CHEGADA DOS PRIMEIROS HABITANTES

 

1809 - Nicolau Antônio Lobo, Manoel Antonio Lobo e Agostinho José Alves de Amorim. Um pouco mais tarde em 1820 José Ferreira da Silva e Tomé Ferreira da Silva. Incluem-se também entre os primeiros: Alexandre José de Castilho. José Rodrigues dos Reis, Joaquim de Oliveira Preto e Manoel Joaquim Bernardes. Os primeiros chegaram pelo norte, aproveitando o Rio Mogi-Guaçu que era o caminho que levava aos sertões de Araraquara. Estabeleceram-se no centro e no sul do atual Município, aproveitando as áreas de terras melhores, evitando o norte junto ao rio Mogi-Guaçu onde ocorriam febres intermitentes de dezembro a abril.

- O livro do tombo da Igreja Matriz de Nossa Senhora do Belém, em referência escrita em 1883, quando da visita do Bispo Dom Lino Deodato, assim se refere a história: “Das informações que pudemos obter de um trabalho que temos à vista, consta que este lugar, Belém do Descalvado, começou a ser habitado em 1809, sendo seus primeiros moradores Agostinho José Alves de Amorim, Nicolau Antônio Lobo e José Ferreira da Silva, sendo o primeiro da província de Santa Catarina, e os últimos da de Minas Gerais.” 

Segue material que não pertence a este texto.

use betabandit::{run_episode, AgentConfig, BanditAgent, BernoulliArms};
use rand::rngs::StdRng;
use rand::SeedableRng;

fn main() {
    // Simulated true click-through rates.
    let env = BernoulliArms::new(vec![0.04, 0.05, 0.07]).unwrap();

    let mut agent = BanditAgent::from_config(AgentConfig::uniform("ctr", 3).with_seed(0)).unwrap();

    // Separate RNG to simulate the environment.
    let mut world = StdRng::seed_from_u64(123);

    for episode in 0..3 {
        let s = run_episode(&mut agent, &env, 5_000, &mut world).unwrap();
        let snap = agent.materialize_snapshot();
        eprintln!(
            "episode={} agent={} reward={} regret={} pulls={:?} means={:.4?}",
            episode,
            agent,
            s.total_reward,
            s.total_regret,
            snap.pull_count,
            agent.posterior_means()
        );
        agent.clear_history();
    }
}
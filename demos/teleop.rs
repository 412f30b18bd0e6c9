// Keyboard teleop: W forward, A/D turn, S or space stop, R/F hold time, Q quit
//
// Publishes IntentCommand JSON on rover/cmd/intent for `rover-link-runtime listen`.
// Holding a key keeps re-sending the intent; releasing it lets the runtime's
// watchdog stop the vehicle once the hold time runs out.
use crossterm::{
    event::{self, Event, KeyCode, KeyEvent, KeyEventKind},
    terminal::{disable_raw_mode, enable_raw_mode},
};
use std::time::{Duration, Instant};
use tracing::info;

use rover_link_runtime::config::TOPIC_CMD_INTENT;
use rover_link_runtime::messages::{IntentCommand, MotionIntent};

const HOLD_MS: [u64; 3] = [150, 300, 600];
const REPEAT_INTERVAL: Duration = Duration::from_millis(100); // Re-send while a key is held

#[tokio::main]
async fn main() -> Result<(), Box<dyn std::error::Error + Send + Sync>> {
    tracing_subscriber::fmt().with_env_filter("info").init();

    info!("Opening Zenoh session...");
    let session = zenoh::open(zenoh::Config::default()).await?;
    let publisher = session.declare_publisher(TOPIC_CMD_INTENT).await?;

    info!("Controls: W=forward, A/D=turn, S/space=stop, R/F=hold time, Q=quit");
    info!("Hold: {}ms", HOLD_MS[0]);

    enable_raw_mode()?;
    let result = run_teleop(&publisher).await;
    disable_raw_mode()?;

    result
}

async fn run_teleop(
    publisher: &zenoh::pubsub::Publisher<'_>,
) -> Result<(), Box<dyn std::error::Error + Send + Sync>> {
    let mut hold_idx: usize = 0;
    let mut last_sent: Option<(MotionIntent, Instant)> = None;

    loop {
        // Poll for key with 20ms timeout
        if !event::poll(Duration::from_millis(20))? {
            continue;
        }
        let Event::Key(KeyEvent { code, kind, .. }) = event::read()? else {
            continue;
        };
        if !(kind == KeyEventKind::Press || kind == KeyEventKind::Repeat) {
            continue;
        }

        let intent = match code {
            KeyCode::Char('w') => MotionIntent::Forward,
            KeyCode::Char('a') => MotionIntent::TurnLeft,
            KeyCode::Char('d') => MotionIntent::TurnRight,
            KeyCode::Char('s') | KeyCode::Char(' ') => MotionIntent::Stop,

            KeyCode::Char('r') => {
                hold_idx = (hold_idx + 1).min(HOLD_MS.len() - 1);
                info!("Hold: {}ms", HOLD_MS[hold_idx]);
                continue;
            }
            KeyCode::Char('f') => {
                hold_idx = hold_idx.saturating_sub(1);
                info!("Hold: {}ms", HOLD_MS[hold_idx]);
                continue;
            }

            KeyCode::Char('q') | KeyCode::Esc => {
                publish(publisher, MotionIntent::Stop, HOLD_MS[0]).await?;
                break;
            }
            _ => continue,
        };

        // Key repeat fires faster than needed; throttle identical intents
        if let Some((prev, at)) = last_sent {
            if prev == intent && at.elapsed() < REPEAT_INTERVAL {
                continue;
            }
        }
        publish(publisher, intent, HOLD_MS[hold_idx]).await?;
        last_sent = Some((intent, Instant::now()));
    }

    Ok(())
}

async fn publish(
    publisher: &zenoh::pubsub::Publisher<'_>,
    intent: MotionIntent,
    hold_ms: u64,
) -> Result<(), Box<dyn std::error::Error + Send + Sync>> {
    let cmd = IntentCommand {
        intent,
        hold_ms: Some(hold_ms),
    };
    publisher.put(serde_json::to_string(&cmd)?).await?;
    Ok(())
}
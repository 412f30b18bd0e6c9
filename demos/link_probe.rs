// Link probe: READ-ONLY check of the flight controller link
//
// Performs the heartbeat handshake and watches liveness for a few seconds.
// Sends nothing but our own GCS heartbeat - no channel outputs, no movement.
//
// Usage: cargo run --example link_probe -- [port] [baud]
// Example: cargo run --example link_probe -- /dev/ttyAMA0 57600

use rover_link_runtime::config::{DEFAULT_BAUD, DEFAULT_PORT};
use rover_link_runtime::link::{CommandLink, LinkSession, SessionOptions};
use std::thread::sleep;
use std::time::Duration;

const WATCH_SECONDS: u64 = 5;

fn main() -> Result<(), Box<dyn std::error::Error>> {
    // Setup logging
    tracing_subscriber::fmt()
        .with_env_filter(
            tracing_subscriber::EnvFilter::from_default_env()
                .add_directive("debug".parse().unwrap()),
        )
        .init();

    // Get port/baud from args or use defaults
    let mut args = std::env::args().skip(1);
    let port = args.next().unwrap_or_else(|| DEFAULT_PORT.to_string());
    let baud = match args.next() {
        Some(b) => b.parse()?,
        None => DEFAULT_BAUD,
    };

    println!("Flight controller link probe (READ-ONLY)");
    println!("Serial port: {} @ {} baud", port, baud);
    println!();

    println!("Step 1: Waiting for heartbeat...");
    let mut session = match LinkSession::connect(&port, baud, SessionOptions::default()) {
        Ok(session) => {
            println!(
                "  ✓ Connected: system {} component {}",
                session.target_system(),
                session.target_component()
            );
            session
        }
        Err(e) => {
            println!("  ✗ {}", e);
            println!();
            println!("Troubleshooting:");
            println!("  - Check the port path and baud rate (SERIALn_BAUD on the autopilot)");
            println!("  - Verify the TELEM port protocol is set to MAVLink");
            println!("  - On a Pi, make sure the serial console is disabled");
            return Err(e.into());
        }
    };
    println!();

    println!("Step 2: Watching liveness for {}s...", WATCH_SECONDS);
    for second in 1..=WATCH_SECONDS {
        sleep(Duration::from_secs(1));
        match session.poll_liveness() {
            Ok(()) => println!("  [{}s] ✓ alive ({})", second, session.liveness()),
            Err(e) => {
                println!("  [{}s] ✗ {}", second, e);
                return Err(e.into());
            }
        }
    }
    if let Some((command, result)) = session.last_ack() {
        println!("  Last COMMAND_ACK: command={} result={}", command, result);
    }

    println!();
    println!("Link healthy. Next step: `rover-link-runtime run` with wheels OFF THE GROUND");
    Ok(())
}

-1816 – Alexandre José de Castilho adquire a Fazenda Areias de Nicolau Antônio Lobo.

 

-1820 – José Ferreira da Silva e sua mulher Florência Maria de Jesus, provenientes de Minas Gerais, adquirem a Fazenda Areias de Alexandre José de Castilho.

 

- 08/09/1832 - Inauguração da Capela de Nossa Senhora do Belém, construída por José Ferreira da Silva em terras da Fazenda Areias, em cumprimento a um voto religioso de sua mulher Florência Maria de Jesus, dando início ao povoado;

 

1842 – José Ferreira da Silva e Florência Maria de Jesus fazem doação de uma légua de terras para a Igreja, terras que iriam constituir a Vila de Belém do Descalvado.